Alabama warns six abortion drug companies to stop importing pills or face legal action – LifeSite
MONTGOMERY (LifeSiteNews) — Alabama Attorney General Steve Marshall has sent cease-and-desist letters to six companies offering to ship abortion-inducing drugs into Alabama, warning practitioners they are breaking the law.
According to a press release from the AG’s office, the notices went out to Plan C in San Francisco; Southern Woven in New York; “ybycmeds” in New York; Abortion Pills in Private in the United Arab Emirates; Red State Access in New York City; and Cambridge Reproductive Health Consultants in Massachusetts. The letters inform each company they are both violating state law against abortion-inducing drugs as well as protections against deceptive advertising. If they do not halt their activities, they face potential punishment of up to $2,000 for each violation.

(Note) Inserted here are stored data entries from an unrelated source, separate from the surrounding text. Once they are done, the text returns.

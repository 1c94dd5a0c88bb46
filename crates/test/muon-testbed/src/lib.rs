//! Scriptable CPU engine for unit tests.
//!
//! [`TestCpu`] is a plain register file implementing the `muon-cpu` traits.
//! Tests queue a sequence of [`ScriptEvent`]s; `start` replays them against
//! the machine's hooks, which exercises scheduler and dispatcher logic
//! without a real core.

use std::collections::VecDeque;

use muon_core::GuestAddr;
use muon_cpu::{CpuEngine, CpuRegs, HookAction, Machine, MemFault, Reg, StopReason};

/// One scripted occurrence during a `start` call.
#[derive(Debug, Clone, Copy)]
pub enum ScriptEvent {
    /// A translation-block boundary.
    Block,
    /// An SVC trap (the test sets up pc/sp/registers beforehand).
    Svc,
    /// A memory fault.
    Fault(MemFault),
}

/// A fake engine: sixteen registers, a Thumb flag, and a replay script.
#[derive(Debug, Default)]
pub struct TestCpu {
    /// r0..r12, sp, lr, pc.
    pub file: [u32; 16],
    /// Current Thumb state.
    pub thumb: bool,
    script: VecDeque<ScriptEvent>,
    /// Number of `start` calls made.
    pub starts: u32,
}

impl TestCpu {
    /// Creates an engine with zeroed registers and an empty script.
    pub fn new() -> Self {
        Self::default()
    }

    /// Queues an event for the next `start` call.
    pub fn push_event(&mut self, ev: ScriptEvent) {
        self.script.push_back(ev);
    }

    /// Convenience: read a register without the trait in scope.
    pub fn reg(&self, reg: Reg) -> u32 {
        self.file[reg.index()]
    }

    /// Convenience: write a register without the trait in scope.
    pub fn set_reg(&mut self, reg: Reg, value: u32) {
        self.file[reg.index()] = value;
    }
}

impl CpuRegs for TestCpu {
    fn get(&mut self, reg: Reg) -> u32 {
        self.file[reg.index()]
    }

    fn set(&mut self, reg: Reg, value: u32) {
        self.file[reg.index()] = value;
    }

    fn is_thumb(&mut self) -> bool {
        self.thumb
    }
}

impl CpuEngine for TestCpu {
    fn start(&mut self, pc: GuestAddr, machine: &mut dyn Machine) -> StopReason {
        self.starts += 1;
        self.thumb = pc.is_thumb();
        self.file[Reg::Pc.index()] = pc.code_base().as_u32();

        while let Some(ev) = self.script.pop_front() {
            let action = match ev {
                ScriptEvent::Block => machine.on_block(self),
                ScriptEvent::Svc => machine.on_svc(self),
                ScriptEvent::Fault(fault) => machine.on_fault(self, fault),
            };
            if action == HookAction::Stop {
                return StopReason::HookStop;
            }
        }
        StopReason::HookStop
    }
}

#[cfg(test)]
mod tests {
    use super::*;

    struct CountingMachine {
        blocks: u32,
        svcs: u32,
        stop_after_blocks: u32,
    }

    impl Machine for CountingMachine {
        fn mem_read(&mut self, addr: GuestAddr, _buf: &mut [u8]) -> Result<(), MemFault> {
            Err(MemFault {
                addr,
                kind: muon_cpu::AccessKind::Read,
                size: 1,
            })
        }

        fn mem_write(&mut self, addr: GuestAddr, data: &[u8]) -> Result<(), MemFault> {
            let _ = data;
            Err(MemFault {
                addr,
                kind: muon_cpu::AccessKind::Write,
                size: 1,
            })
        }

        fn on_block(&mut self, _cpu: &mut dyn CpuRegs) -> HookAction {
            self.blocks += 1;
            if self.blocks >= self.stop_after_blocks {
                HookAction::Stop
            } else {
                HookAction::Continue
            }
        }

        fn on_svc(&mut self, _cpu: &mut dyn CpuRegs) -> HookAction {
            self.svcs += 1;
            HookAction::Continue
        }

        fn on_fault(&mut self, _cpu: &mut dyn CpuRegs, _fault: MemFault) -> HookAction {
            HookAction::Stop
        }
    }

    #[test]
    fn replays_script_until_stop() {
        let mut cpu = TestCpu::new();
        cpu.push_event(ScriptEvent::Block);
        cpu.push_event(ScriptEvent::Svc);
        cpu.push_event(ScriptEvent::Block);
        cpu.push_event(ScriptEvent::Svc); // never reached

        let mut m = CountingMachine {
            blocks: 0,
            svcs: 0,
            stop_after_blocks: 2,
        };
        let reason = cpu.start(GuestAddr::new(0x1000), &mut m);
        assert_eq!(reason, StopReason::HookStop);
        assert_eq!(m.blocks, 2);
        assert_eq!(m.svcs, 1);
    }

    #[test]
    fn entry_pc_thumb_bit() {
        let mut cpu = TestCpu::new();
        let mut m = CountingMachine {
            blocks: 0,
            svcs: 0,
            stop_after_blocks: 1,
        };
        cpu.start(GuestAddr::new(0x8001), &mut m);
        assert!(cpu.thumb);
        assert_eq!(cpu.reg(Reg::Pc), 0x8000);
    }
}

“Alabama’s law is clear, abortion is illegal in this state,” said Marshall. “These companies are not only breaking the law, they are deceiving Alabama consumers about the very real dangers of these drugs. That stops now. Anyone who tries to exploit Alabamians for profit while flouting our laws will be prosecuted to the fullest extent permitted by law.”
“The letters also raise concerns that the companies are misleading consumers in Alabama about the safety of the drugs,” the press release adds. “Each company assures women that abortion pills are ‘safe,’ even though medical evidence directly contradicts the claim. For instance, a 2025 analysis of an all-payer insurance claims database identified that of 865,727 women prescribed Mifepristone, 10.93 percent experienced serious adverse symptoms including sepsis, infection, hemorrhaging, and other life-threatening complications.”
Section 36.06 of the Alabama Constitution says that the state “acknowledges, declares, and affirms that it is the public policy of this state to recognize and support the sanctity of unborn life and the rights of unborn children, including the right to life.” Alabama law bans abortion for any reason other than a supposed threat to the mother or alleged “lethal anomalies” in unborn children.
Mail-order abortion pills have become the abortion lobby’s most potent tool for preserving abortion without Roe v. Wade. The latest data from the pro-abortion Guttmacher Institute found 1,125,930 abortions committed by clinicians in 2025, a slight increase from 2024, which Guttmacher attributed in large part to abortion pills. Planned Parenthood’s 2024–2025 annual report says that it alone committed 434,450 abortions, a record number for the organization and eight percent more than the previous year.
The abortion lobby’s fervor to make abortion pills as easy as possible to distribute and obtain disregards a wealth of evidence indicating they are far from harmless to women even when taken with medical supervision. Pro-lifers point to an April 2025 analysis by the Ethics and Public Policy Center (EPPC) which concluded that almost 11 percent of women suffer sepsis, infection, hemorrhaging, or other major conditions after taking mifepristone, according to insurance data, plus similar findings by the Restoration of America Foundation, as part of a “growing body of evidence indicating that the health risks associated with mifepristone abortions are severe, widespread, and significantly underreported.”
Pro-lifers are currently waiting to see how the courts will rule on legal challenges to the FDA’s lax abortion pill regulations, which allow the pills to be dispensed without an in-person visit, before a long-promised Trump administration review of the data on abortion pill harms is finally released.